For generations, the men in the Gaba family have either practiced law or medicine, and when it came time for Jeffrey Gaba (J.D. ’86) to choose a route for graduate school, his choice was clear.
“My grandfather was a Supreme Court Judge in the Philippines, and my father was a physician,” Jeffrey said. “I grew up in an Asian family where you had to choose between becoming a doctor or a lawyer. When I got to Emory, I realized I wasn’t really scientifically oriented. That definitely pushed me toward law school, but it was the best decision of my life.”
Like his father, who played tennis at Emory, Nick Gaba (J.D. ’15), who played soccer at Case Western Reserve University, began his undergraduate career on a pre-med path, but after taking the program’s preliminary classes, decided to shift his courses to the pre-law path.
“As I started to take classes in it, I realized that it could be a good career for me because of the lifelong exposure I had from my father,” Nick said. “Ultimately, it came down to seeing a role model of mine for my entire life. To be able to follow in his career footsteps would be extremely exciting.”
Their paths only continued to mirror each other—both chose to attend law school in Atlanta at Georgia State.
Jeffrey was a part of the second class to graduate from the College of Law, while Nick was part of the last class to graduate before the move to the new law building in 2015. However, both say the personal relationships formed in law school are among their fondest memories of the experience.
“There was a real comradery between the professors at the time and us,” Jeffrey said. “We had parties and dinners at their houses. They were very approachable. It was a great experience. I loved it. I had more fun in law school than I did doing my undergrad Emory.”
One advantage Nick had over his father in school was his father’s own experience as a lawyer.
“The insight he was able to provide was the more realistic impression of what it takes to be successful,” Nick said. “It’s very much what you put into it. The practice is by no means an overnight transition into success. He reminded me of that as I went into everything. Law school is just the start of putting it all to use to figure out if you can succeed at it.”
After practicing as in-house counsel for one of Georgia’s largest thrift institutions, serving as a staff attorney for a government entity and working as a private practitioner, Jeffrey joined the firm of Gregory, Doyle, Calhoun & Rogers in 2008 and became the practice group leader of the firm’s Government & Real Estate practice.
Though Jeffrey got to that point without a parent in the legal community to pave the way, Jeffrey made sure Nick took full advantage of his connections.
“I put him in front of the best lawyers I knew to help teach him the craft,” Jeffrey said. “I wished I had that. I saw other law students whose fathers were lawyers or judges, and it seemed like they had it a lot easier going through.”

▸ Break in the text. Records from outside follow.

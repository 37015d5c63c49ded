/// Aura - personal dashboard Chrome extension
/// Built with Rust + WASM + Yew

pub mod bounded_list;
pub mod cache;
pub mod presets;
pub mod propagation;
pub mod quote;
pub mod settings;
pub mod store;
pub mod ui;
pub mod wallpaper;
pub mod weather;

use wasm_bindgen::prelude::*;

// Set up panic hook for better error messages in the browser console
#[wasm_bindgen(start)]
pub fn main() {
    console_error_panic_hook::set_once();
    wasm_logger::init(wasm_logger::Config::default());
}

// Re-export hex normalization for JavaScript access
#[wasm_bindgen]
pub fn normalize_hex(input: &str) -> Option<String> {
    settings::normalize_hex_color(input)
}

// Start the Yew app for the new tab page
#[wasm_bindgen]
pub fn start_newtab() {
    yew::Renderer::<ui::newtab::App>::new().render();
}

// Start the Yew app for the popup
#[wasm_bindgen]
pub fn start_popup() {
    yew::Renderer::<ui::popup::App>::new().render();
}
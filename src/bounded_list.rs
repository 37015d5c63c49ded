/// Bounded list operations shared by favorites, history, quick links and
/// todos: front insertion, per-list dedupe policy, tail truncation.
///
/// Lists are newest-first. Truncation drops from the tail, so the newest
/// entry always survives an append at capacity.

#[derive(Debug, Clone, Copy, PartialEq, Eq)]
pub enum DedupePolicy {
    /// No duplicate detection.
    None,
    /// An existing match is promoted to the front (history behavior).
    MoveToFront,
    /// An existing match rejects the append outright (favorites behavior).
    Reject,
}

#[derive(Debug, Clone, Copy)]
pub struct ListPolicy {
    pub max_len: Option<usize>,
    pub dedupe: DedupePolicy,
}

/// Favorites: capped, duplicates rejected with a signal the UI can toast.
pub const FAVORITES: ListPolicy = ListPolicy {
    max_len: Some(12),
    dedupe: DedupePolicy::Reject,
};

/// History: capped, re-applying a known entry promotes it to the front.
pub const HISTORY: ListPolicy = ListPolicy {
    max_len: Some(10),
    dedupe: DedupePolicy::MoveToFront,
};

/// Quick links and todos: unconstrained, explicit removal only.
pub const UNBOUNDED: ListPolicy = ListPolicy {
    max_len: None,
    dedupe: DedupePolicy::None,
};

#[derive(Debug, Clone, Copy, PartialEq, Eq)]
#[must_use]
pub enum AppendOutcome {
    Added,
    Promoted,
    Rejected,
}

/// Insert at the front per the policy. `same` is the key-equality
/// predicate used for duplicate detection.
pub fn append<T>(
    list: &mut Vec<T>,
    item: T,
    policy: &ListPolicy,
    same: impl Fn(&T, &T) -> bool,
) -> AppendOutcome {
    if !matches!(policy.dedupe, DedupePolicy::None) {
        if let Some(index) = list.iter().position(|entry| same(entry, &item)) {
            match policy.dedupe {
                DedupePolicy::Reject => return AppendOutcome::Rejected,
                _ => {
                    // Length is unchanged, so no truncation is needed.
                    list.remove(index);
                    list.insert(0, item);
                    return AppendOutcome::Promoted;
                }
            }
        }
    }
    list.insert(0, item);
    if let Some(max) = policy.max_len {
        list.truncate(max);
    }
    AppendOutcome::Added
}

/// Positional removal. Callers re-fetch the list immediately before
/// removing; indices are not stable across concurrent writers.
pub fn remove_at<T>(list: &mut Vec<T>, index: usize) -> Option<T> {
    (index < list.len()).then(|| list.remove(index))
}

#[cfg(test)]
mod tests {
    use super::*;
    use crate::settings::Swatch;

    fn colors(values: &[&str]) -> Vec<Swatch> {
        values.iter().map(|v| Swatch::color(v)).collect()
    }

    fn same(a: &Swatch, b: &Swatch) -> bool {
        a == b
    }

    #[test]
    fn test_append_inserts_at_front() {
        let mut list = colors(&["#111111", "#222222"]);

        let outcome = append(&mut list, Swatch::color("#333333"), &HISTORY, same);

        assert_eq!(outcome, AppendOutcome::Added);
        assert_eq!(list[0].value, "#333333");
        assert_eq!(list.len(), 3);
    }

    #[test]
    fn test_full_list_drops_oldest_and_keeps_newest() {
        let eight_max = ListPolicy {
            max_len: Some(8),
            dedupe: DedupePolicy::Reject,
        };
        let mut list = colors(&[
            "#000001", "#000002", "#000003", "#000004", "#000005", "#000006", "#000007", "#000008",
        ]);

        let outcome = append(&mut list, Swatch::color("#000009"), &eight_max, same);

        assert_eq!(outcome, AppendOutcome::Added);
        assert_eq!(list.len(), 8);
        assert_eq!(list[0].value, "#000009");
        assert!(!list.iter().any(|s| s.value == "#000008"));
    }

    #[test]
    fn test_favorites_policy_caps_at_twelve() {
        let mut list = Vec::new();
        for i in 0..13 {
            let _ = append(&mut list, Swatch::color(&format!("#0000{i:02}")), &FAVORITES, same);
        }

        assert_eq!(list.len(), 12);
        assert_eq!(list[0].value, "#000012");
    }

    #[test]
    fn test_history_duplicate_promotes_without_growth() {
        let mut list = colors(&["#AAAAAA", "#BBBBBB", "#CCCCCC", "#DDDDDD", "#EEEEEE"]);
        assert_eq!(list[3].value, "#DDDDDD");

        let outcome = append(&mut list, Swatch::color("#DDDDDD"), &HISTORY, same);

        assert_eq!(outcome, AppendOutcome::Promoted);
        assert_eq!(list.len(), 5);
        assert_eq!(list[0].value, "#DDDDDD");
        assert_eq!(list.iter().filter(|s| s.value == "#DDDDDD").count(), 1);
    }

    #[test]
    fn test_favorites_duplicate_rejected_and_list_unchanged() {
        let mut list = colors(&["#AAAAAA", "#BBBBBB"]);
        let before = list.clone();

        let outcome = append(&mut list, Swatch::color("#BBBBBB"), &FAVORITES, same);

        assert_eq!(outcome, AppendOutcome::Rejected);
        assert_eq!(list, before);
    }

    #[test]
    fn test_dedupe_matches_on_kind_and_value() {
        let mut list = vec![Swatch::gradient("#AAAAAA")];

        // Same value, different kind: not a duplicate.
        let outcome = append(&mut list, Swatch::color("#AAAAAA"), &FAVORITES, same);

        assert_eq!(outcome, AppendOutcome::Added);
        assert_eq!(list.len(), 2);
    }

    #[test]
    fn test_history_cap_applies_after_fresh_insert() {
        let mut list = Vec::new();
        for i in 0..11 {
            let _ = append(&mut list, Swatch::color(&format!("#1111{i:02}")), &HISTORY, same);
        }

        assert_eq!(list.len(), 10);
        assert_eq!(list[0].value, "#111110");
    }

    #[test]
    fn test_unbounded_append_never_truncates_or_dedupes() {
        let mut list = Vec::new();
        for _ in 0..20 {
            let _ = append(&mut list, Swatch::color("#222222"), &UNBOUNDED, same);
        }

        assert_eq!(list.len(), 20);
    }

    #[test]
    fn test_remove_at() {
        let mut list = colors(&["#111111", "#222222", "#333333"]);

        let removed = remove_at(&mut list, 1);

        assert_eq!(removed.map(|s| s.value), Some("#222222".to_string()));
        assert_eq!(list.len(), 2);
        assert_eq!(remove_at(&mut list, 5), None);
    }
}
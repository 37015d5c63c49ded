/// Quote of the day, picked deterministically from a built-in table and
/// cached in the local partition until the calendar date changes.
use serde::{Deserialize, Serialize};

use crate::cache::DateStamp;

#[derive(Debug, Clone, PartialEq, Serialize, Deserialize)]
pub struct Quote {
    pub text: String,
    pub author: String,
}

const QUOTES: &[(&str, &str)] = &[
    (
        "The best way to predict the future is to invent it.",
        "Alan Kay",
    ),
    (
        "Simplicity is the ultimate sophistication.",
        "Leonardo da Vinci",
    ),
    (
        "It always seems impossible until it's done.",
        "Nelson Mandela",
    ),
    (
        "What we think, we become.",
        "Buddha",
    ),
    (
        "Well begun is half done.",
        "Aristotle",
    ),
    (
        "The obstacle is the way.",
        "Marcus Aurelius",
    ),
    (
        "Whether you think you can or you think you can't, you're right.",
        "Henry Ford",
    ),
    (
        "The journey of a thousand miles begins with a single step.",
        "Lao Tzu",
    ),
    (
        "Stay hungry, stay foolish.",
        "Stewart Brand",
    ),
    (
        "Nothing will work unless you do.",
        "Maya Angelou",
    ),
    (
        "Action is the foundational key to all success.",
        "Pablo Picasso",
    ),
    (
        "If you want to go fast, go alone. If you want to go far, go together.",
        "African proverb",
    ),
];

/// Same date, same quote; the table rotates day by day.
pub fn quote_for(date: DateStamp) -> Quote {
    let (text, author) = QUOTES[date.ordinal() % QUOTES.len()];
    Quote {
        text: text.to_string(),
        author: author.to_string(),
    }
}

#[cfg(test)]
mod tests {
    use super::*;

    #[test]
    fn test_same_date_yields_same_quote() {
        let today = DateStamp::new(2026, 8, 30);

        assert_eq!(quote_for(today), quote_for(today));
    }

    #[test]
    fn test_consecutive_days_rotate_through_table() {
        let quotes: Vec<Quote> = (1..=QUOTES.len() as u32)
            .map(|day| quote_for(DateStamp::new(2026, 9, day)))
            .collect();

        // A full table-length run visits every entry exactly once.
        for quote in &quotes {
            assert_eq!(quotes.iter().filter(|q| *q == quote).count(), 1);
        }
    }

    #[test]
    fn test_every_entry_has_text_and_author() {
        for (text, author) in QUOTES {
            assert!(!text.is_empty());
            assert!(!author.is_empty());
        }
    }
}
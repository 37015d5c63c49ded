/// Weather widget data: IP geolocation and Open-Meteo lookups, plus the
/// WMO weather-code display tables.
use serde::{Deserialize, Serialize};

/// IP-based location, no permission prompt needed.
pub const GEOLOCATION_URL: &str = "https://ipapi.co/json/";

pub fn forecast_url(latitude: f64, longitude: f64) -> String {
    format!(
        "https://api.open-meteo.com/v1/forecast?latitude={latitude}&longitude={longitude}&current=temperature_2m,weather_code&timezone=auto"
    )
}

#[derive(Debug, Clone, Deserialize)]
pub struct GeoLocation {
    pub latitude: f64,
    pub longitude: f64,
    #[serde(default)]
    pub city: String,
}

#[derive(Debug, Deserialize)]
struct ForecastResponse {
    current: CurrentConditions,
}

#[derive(Debug, Deserialize)]
struct CurrentConditions {
    temperature_2m: f64,
    weather_code: u16,
}

/// What the widget renders and what the weather cache stores.
#[derive(Debug, Clone, PartialEq, Serialize, Deserialize)]
pub struct WeatherSnapshot {
    pub temp: i32,
    pub code: u16,
    pub location: String,
}

pub fn parse_geolocation(body: &str) -> Result<GeoLocation, serde_json::Error> {
    serde_json::from_str(body)
}

pub fn parse_forecast(body: &str, city: &str) -> Result<WeatherSnapshot, serde_json::Error> {
    let response: ForecastResponse = serde_json::from_str(body)?;
    let location = if city.is_empty() {
        "Your Location".to_string()
    } else {
        city.to_string()
    };
    Ok(WeatherSnapshot {
        temp: response.current.temperature_2m.round() as i32,
        code: response.current.weather_code,
        location,
    })
}

/// WMO weather code to icon. Unmapped codes fall back to a generic icon.
pub fn icon_for_code(code: u16) -> &'static str {
    match code {
        0 => "☀️",
        1 => "🌤️",
        2 => "⛅",
        3 => "☁️",
        45 | 48 => "🌫️",
        51 | 53 | 55 | 61 | 63 | 65 => "🌧️",
        71 | 73 | 75 | 77 => "❄️",
        80 | 81 | 82 => "🌦️",
        85 | 86 => "🌨️",
        95 | 96 | 99 => "⛈️",
        _ => "🌡️",
    }
}

pub fn description_for_code(code: u16) -> &'static str {
    match code {
        0 => "Clear sky",
        1 => "Mainly clear",
        2 => "Partly cloudy",
        3 => "Overcast",
        45 => "Foggy",
        48 => "Rime fog",
        51 => "Light drizzle",
        53 => "Drizzle",
        55 => "Heavy drizzle",
        61 => "Light rain",
        63 => "Rain",
        65 => "Heavy rain",
        71 => "Light snow",
        73 => "Snow",
        75 => "Heavy snow",
        77 => "Snow grains",
        80 => "Light showers",
        81 => "Showers",
        82 => "Heavy showers",
        85 => "Light snow showers",
        86 => "Snow showers",
        95 => "Thunderstorm",
        96 => "Thunderstorm with hail",
        99 => "Severe thunderstorm",
        _ => "Unknown",
    }
}

#[cfg(test)]
mod tests {
    use super::*;

    #[test]
    fn test_parse_geolocation() {
        let body = r#"{"latitude": 52.52, "longitude": 13.40, "city": "Berlin", "country": "DE"}"#;

        let geo = parse_geolocation(body).unwrap();

        assert_eq!(geo.latitude, 52.52);
        assert_eq!(geo.longitude, 13.40);
        assert_eq!(geo.city, "Berlin");
    }

    #[test]
    fn test_parse_geolocation_tolerates_missing_city() {
        let body = r#"{"latitude": 0.0, "longitude": 0.0}"#;

        let geo = parse_geolocation(body).unwrap();

        assert_eq!(geo.city, "");
    }

    #[test]
    fn test_parse_forecast_rounds_temperature() {
        let body = r#"{"current": {"temperature_2m": 21.6, "weather_code": 3, "time": "2026-08-30T12:00"}}"#;

        let snapshot = parse_forecast(body, "Berlin").unwrap();

        assert_eq!(snapshot.temp, 22);
        assert_eq!(snapshot.code, 3);
        assert_eq!(snapshot.location, "Berlin");
    }

    #[test]
    fn test_parse_forecast_defaults_location_when_city_unknown() {
        let body = r#"{"current": {"temperature_2m": -3.4, "weather_code": 71}}"#;

        let snapshot = parse_forecast(body, "").unwrap();

        assert_eq!(snapshot.temp, -3);
        assert_eq!(snapshot.location, "Your Location");
    }

    #[test]
    fn test_parse_forecast_rejects_malformed_payload() {
        assert!(parse_forecast(r#"{"current": {}}"#, "").is_err());
        assert!(parse_forecast("not json", "").is_err());
    }

    #[test]
    fn test_wmo_code_tables() {
        assert_eq!(icon_for_code(0), "☀️");
        assert_eq!(description_for_code(0), "Clear sky");
        assert_eq!(icon_for_code(55), "🌧️");
        assert_eq!(description_for_code(55), "Heavy drizzle");
        assert_eq!(icon_for_code(99), "⛈️");
        assert_eq!(description_for_code(99), "Severe thunderstorm");
    }

    #[test]
    fn test_unmapped_code_falls_back_to_unknown() {
        assert_eq!(icon_for_code(42), "🌡️");
        assert_eq!(description_for_code(42), "Unknown");
    }

    #[test]
    fn test_forecast_url_carries_coordinates() {
        let url = forecast_url(52.52, 13.4);
        assert!(url.starts_with("https://api.open-meteo.com/v1/forecast?"));
        assert!(url.contains("latitude=52.52"));
        assert!(url.contains("longitude=13.4"));
        assert!(url.contains("current=temperature_2m,weather_code"));
    }
}
/// Outbound ports (Driven ports) - Infrastructure interfaces
///
/// These ports define the interfaces that the application core uses
/// to interact with external systems (store, user session, console, etc.).
pub mod component_repository;
pub mod formatter;
pub mod measure_repository;
pub mod metric_repository;
pub mod output_presenter;
pub mod progress_reporter;
pub mod snapshot_repository;
pub mod tree_store;
pub mod user_session;

pub use component_repository::ComponentRepository;
pub use formatter::TreeFormatter;
pub use measure_repository::MeasureRepository;
pub use metric_repository::MetricRepository;
pub use output_presenter::OutputPresenter;
pub use progress_reporter::ProgressReporter;
pub use snapshot_repository::SnapshotRepository;
pub use tree_store::TreeStore;
pub use user_session::UserSession;
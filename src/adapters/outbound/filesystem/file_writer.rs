use crate::ports::outbound::OutputPresenter;
use crate::shared::error::TreeError;
use crate::shared::Result;
use std::fs;
use std::io::{self, Write};
use std::path::{Path, PathBuf};

/// FileSystemWriter adapter writing the rendered tree to a file
///
/// This adapter implements the OutputPresenter port for file output.
pub struct FileSystemWriter {
    output_path: PathBuf,
}

impl FileSystemWriter {
    pub fn new(output_path: PathBuf) -> Self {
        Self { output_path }
    }

    fn write_error(&self, details: impl Into<String>) -> anyhow::Error {
        TreeError::FileWriteError {
            path: self.output_path.clone(),
            details: details.into(),
        }
        .into()
    }

    fn validate_parent_directory(&self) -> Result<()> {
        if let Some(parent) = self.output_path.parent() {
            if parent != Path::new("") && !parent.is_dir() {
                return Err(self.write_error(format!(
                    "Parent directory does not exist: {}",
                    parent.display()
                )));
            }
        }
        Ok(())
    }

    /// Refuses to follow an existing symbolic link at the output path
    fn validate_not_symlink(&self) -> Result<()> {
        match fs::symlink_metadata(&self.output_path) {
            Ok(metadata) if metadata.file_type().is_symlink() => Err(self.write_error(
                "Security: Output path is a symbolic link. Writing through symbolic links is not allowed.",
            )),
            Ok(_) => Ok(()),
            Err(e) if e.kind() == io::ErrorKind::NotFound => Ok(()),
            Err(e) => Err(self.write_error(format!("Failed to read file metadata: {}", e))),
        }
    }
}

impl OutputPresenter for FileSystemWriter {
    fn present(&self, content: &str) -> Result<()> {
        self.validate_parent_directory()?;
        self.validate_not_symlink()?;

        fs::write(&self.output_path, content).map_err(|e| self.write_error(e.to_string()))?;

        eprintln!(
            "✅ Component tree written to: {}",
            self.output_path.display()
        );
        Ok(())
    }
}

/// StdoutPresenter adapter writing the rendered tree to stdout
pub struct StdoutPresenter;

impl StdoutPresenter {
    pub fn new() -> Self {
        Self
    }
}

impl Default for StdoutPresenter {
    fn default() -> Self {
        Self::new()
    }
}

impl OutputPresenter for StdoutPresenter {
    fn present(&self, content: &str) -> Result<()> {
        let mut stdout = io::stdout().lock();
        stdout
            .write_all(content.as_bytes())
            .and_then(|_| stdout.flush())
            .map_err(|e| anyhow::anyhow!("Failed to write to stdout: {}", e))?;
        Ok(())
    }
}
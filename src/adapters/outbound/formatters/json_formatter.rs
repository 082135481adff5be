use crate::application::read_models::{
    ComponentTreeReadModel, ComponentView, MeasureView, MetricView, PagingView, PeriodView,
};
use crate::ports::outbound::TreeFormatter;
use crate::shared::Result;
use serde::Serialize;

#[derive(Debug, Serialize)]
#[serde(rename_all = "camelCase")]
struct Response<'a> {
    #[serde(skip_serializing_if = "Option::is_none")]
    paging: Option<Paging>,
    base_component: Component<'a>,
    components: Vec<Component<'a>>,
    #[serde(skip_serializing_if = "Vec::is_empty")]
    metrics: Vec<Metric<'a>>,
    #[serde(skip_serializing_if = "Vec::is_empty")]
    periods: Vec<Period<'a>>,
}

#[derive(Debug, Serialize)]
#[serde(rename_all = "camelCase")]
struct Paging {
    page_index: usize,
    page_size: usize,
    total: usize,
}

#[derive(Debug, Serialize)]
#[serde(rename_all = "camelCase")]
struct Component<'a> {
    id: &'a str,
    key: &'a str,
    name: &'a str,
    #[serde(skip_serializing_if = "Option::is_none")]
    long_name: Option<&'a str>,
    qualifier: &'a str,
    #[serde(skip_serializing_if = "Option::is_none")]
    path: Option<&'a str>,
    #[serde(skip_serializing_if = "Option::is_none")]
    ref_id: Option<&'a str>,
    measures: Vec<Measure<'a>>,
}

#[derive(Debug, Serialize)]
struct Measure<'a> {
    metric: &'a str,
    #[serde(skip_serializing_if = "Option::is_none")]
    value: Option<&'a str>,
    #[serde(skip_serializing_if = "Vec::is_empty")]
    periods: Vec<PeriodValue<'a>>,
}

#[derive(Debug, Serialize)]
struct PeriodValue<'a> {
    index: usize,
    value: &'a str,
}

#[derive(Debug, Serialize)]
#[serde(rename_all = "camelCase")]
struct Metric<'a> {
    key: &'a str,
    name: &'a str,
    #[serde(rename = "type")]
    value_type: &'a str,
    #[serde(skip_serializing_if = "Option::is_none")]
    best_value: Option<&'a str>,
}

#[derive(Debug, Serialize)]
struct Period<'a> {
    index: usize,
    #[serde(skip_serializing_if = "Option::is_none")]
    mode: Option<&'a str>,
    #[serde(skip_serializing_if = "Option::is_none")]
    parameter: Option<&'a str>,
    #[serde(skip_serializing_if = "Option::is_none")]
    date: Option<&'a str>,
}

/// JsonFormatter adapter rendering the tree as a web-service style document
///
/// This adapter implements the TreeFormatter port. Keys are camelCase and
/// absent values are omitted.
pub struct JsonFormatter;

impl JsonFormatter {
    pub fn new() -> Self {
        Self
    }

    fn build_paging(paging: &PagingView) -> Paging {
        Paging {
            page_index: paging.page_index,
            page_size: paging.page_size,
            total: paging.total,
        }
    }

    fn build_component(component: &ComponentView) -> Component<'_> {
        Component {
            id: &component.id,
            key: &component.key,
            name: &component.name,
            long_name: component.long_name.as_deref(),
            qualifier: &component.qualifier,
            path: component.path.as_deref(),
            ref_id: component.ref_id.as_deref(),
            measures: component.measures.iter().map(Self::build_measure).collect(),
        }
    }

    fn build_measure(measure: &MeasureView) -> Measure<'_> {
        Measure {
            metric: &measure.metric,
            value: measure.value.as_deref(),
            periods: measure
                .periods
                .iter()
                .map(|p| PeriodValue {
                    index: p.index,
                    value: &p.value,
                })
                .collect(),
        }
    }

    fn build_metric(metric: &MetricView) -> Metric<'_> {
        Metric {
            key: &metric.key,
            name: &metric.name,
            value_type: &metric.value_type,
            best_value: metric.best_value.as_deref(),
        }
    }

    fn build_period(period: &PeriodView) -> Period<'_> {
        Period {
            index: period.index,
            mode: period.mode.as_deref(),
            parameter: period.parameter.as_deref(),
            date: period.date.as_deref(),
        }
    }
}

impl Default for JsonFormatter {
    fn default() -> Self {
        Self::new()
    }
}

impl TreeFormatter for JsonFormatter {
    fn format(&self, model: &ComponentTreeReadModel) -> Result<String> {
        let response = Response {
            paging: model.paging.as_ref().map(Self::build_paging),
            base_component: Self::build_component(&model.base_component),
            components: model.components.iter().map(Self::build_component).collect(),
            metrics: model.metrics.iter().map(Self::build_metric).collect(),
            periods: model.periods.iter().map(Self::build_period).collect(),
        };

        serde_json::to_string_pretty(&response).map_err(Into::into)
    }
}

#[cfg(test)]
mod tests {
    use super::*;
    use crate::application::read_models::PeriodValueView;
    use serde_json::Value;

    fn component(id: &str, name: &str, qualifier: &str) -> ComponentView {
        ComponentView {
            id: id.into(),
            key: format!("project:{}", name),
            name: name.into(),
            long_name: None,
            qualifier: qualifier.into(),
            path: None,
            ref_id: None,
            measures: vec![],
        }
    }

    fn create_test_read_model() -> ComponentTreeReadModel {
        let mut file = component("file-uuid", "A.java", "FIL");
        file.path = Some("src/A.java".into());
        file.measures = vec![
            MeasureView {
                metric: "coverage".into(),
                value: Some("87.3".into()),
                best_value: false,
                periods: vec![PeriodValueView {
                    index: 1,
                    value: "2.0".into(),
                }],
            },
            MeasureView {
                metric: "violations".into(),
                value: Some("0".into()),
                best_value: true,
                periods: vec![],
            },
        ];

        ComponentTreeReadModel {
            base_component: component("project-uuid", "Project", "TRK"),
            components: vec![file],
            paging: Some(PagingView {
                page_index: 1,
                page_size: 100,
                total: 1,
            }),
            metrics: vec![MetricView {
                key: "coverage".into(),
                name: "Coverage".into(),
                value_type: "PERCENT".into(),
                best_value: None,
            }],
            periods: vec![PeriodView {
                index: 1,
                mode: Some("previous_version".into()),
                parameter: None,
                date: Some("2016-01-03T10:49:50+0000".into()),
            }],
        }
    }

    #[test]
    fn test_format_structure() {
        let model = create_test_read_model();
        let output = JsonFormatter::new().format(&model).unwrap();
        let json: Value = serde_json::from_str(&output).unwrap();

        assert_eq!(json["paging"]["pageIndex"], 1);
        assert_eq!(json["paging"]["total"], 1);
        assert_eq!(json["baseComponent"]["key"], "project:Project");
        assert_eq!(json["components"][0]["path"], "src/A.java");
        let coverage = &json["components"][0]["measures"][0];
        assert_eq!(coverage["value"], "87.3");
        assert_eq!(coverage["periods"][0]["value"], "2.0");
        assert_eq!(json["metrics"][0]["type"], "PERCENT");
        assert_eq!(json["periods"][0]["date"], "2016-01-03T10:49:50+0000");
    }

    #[test]
    fn test_best_value_flag_and_absent_fields_omitted() {
        let model = create_test_read_model();
        let output = JsonFormatter::new().format(&model).unwrap();
        let json: Value = serde_json::from_str(&output).unwrap();

        let best = &json["components"][0]["measures"][1];
        assert_eq!(best["value"], "0");
        assert!(best.get("bestValue").is_none());
        assert!(best.get("periods").is_none());
        assert!(json["components"][0].get("refId").is_none());
        assert!(json["periods"][0].get("parameter").is_none());
    }

    #[test]
    fn test_format_base_component_only() {
        let model = ComponentTreeReadModel {
            base_component: component("project-uuid", "Project", "TRK"),
            components: vec![],
            paging: None,
            metrics: vec![],
            periods: vec![],
        };

        let output = JsonFormatter::new().format(&model).unwrap();
        let json: Value = serde_json::from_str(&output).unwrap();

        assert!(json.get("paging").is_none());
        assert_eq!(json["components"], Value::Array(vec![]));
        assert!(json.get("metrics").is_none());
    }
}
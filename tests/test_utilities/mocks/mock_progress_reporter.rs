use component_tree::prelude::*;
use std::sync::{Arc, Mutex};

/// Mock ProgressReporter for testing that captures messages
#[derive(Default, Clone)]
pub struct MockProgressReporter {
    pub messages: Arc<Mutex<Vec<String>>>,
}

#[allow(dead_code)]
impl MockProgressReporter {
    pub fn new() -> Self {
        Self::default()
    }

    pub fn get_messages(&self) -> Vec<String> {
        self.messages.lock().unwrap().clone()
    }

    pub fn message_count(&self) -> usize {
        self.messages.lock().unwrap().len()
    }
}

impl ProgressReporter for MockProgressReporter {
    fn report(&self, message: &str) {
        self.messages.lock().unwrap().push(message.to_string());
    }

    fn report_progress(&self, current: usize, total: usize, message: Option<&str>) {
        let msg = if let Some(m) = message {
            format!("Progress: {}/{} - {}", current, total, m)
        } else {
            format!("Progress: {}/{}", current, total)
        };
        self.messages.lock().unwrap().push(msg);
    }

    fn report_error(&self, message: &str) {
        self.messages
            .lock()
            .unwrap()
            .push(format!("Error: {}", message));
    }

    fn report_completion(&self, message: &str) {
        self.messages
            .lock()
            .unwrap()
            .push(format!("Completed: {}", message));
    }
}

Though Jeffrey said he had no hesitancy in bringing Nick into the firm, he admitted there are some challenges, both as a boss and a father.
“He has to work twice as hard to prove himself,” Jeffrey said. “I don’t think it’s hurt him, but it’s something I’ve thought about. As a father, it can be hard to watch him have to jump through the hoops to move up in the firm. As his father, I think he deserves it, but it’s also nice that I can be there to help him take this as a lesson in patience.”
Nick has worked directly under Jeffrey since being hired, and despite the occasional father-son challenges, both said the experience has only made their relationship stronger.
“It adds a new dynamic to our relationship,” Nick said. “Throughout life, your parents can become very close friends. You learn different life lessons from your father growing up as far as becoming a man. To continue to learn from him as a well-respected member of the bar and a well-respected lawyer, those legal lessons are equally invaluable.”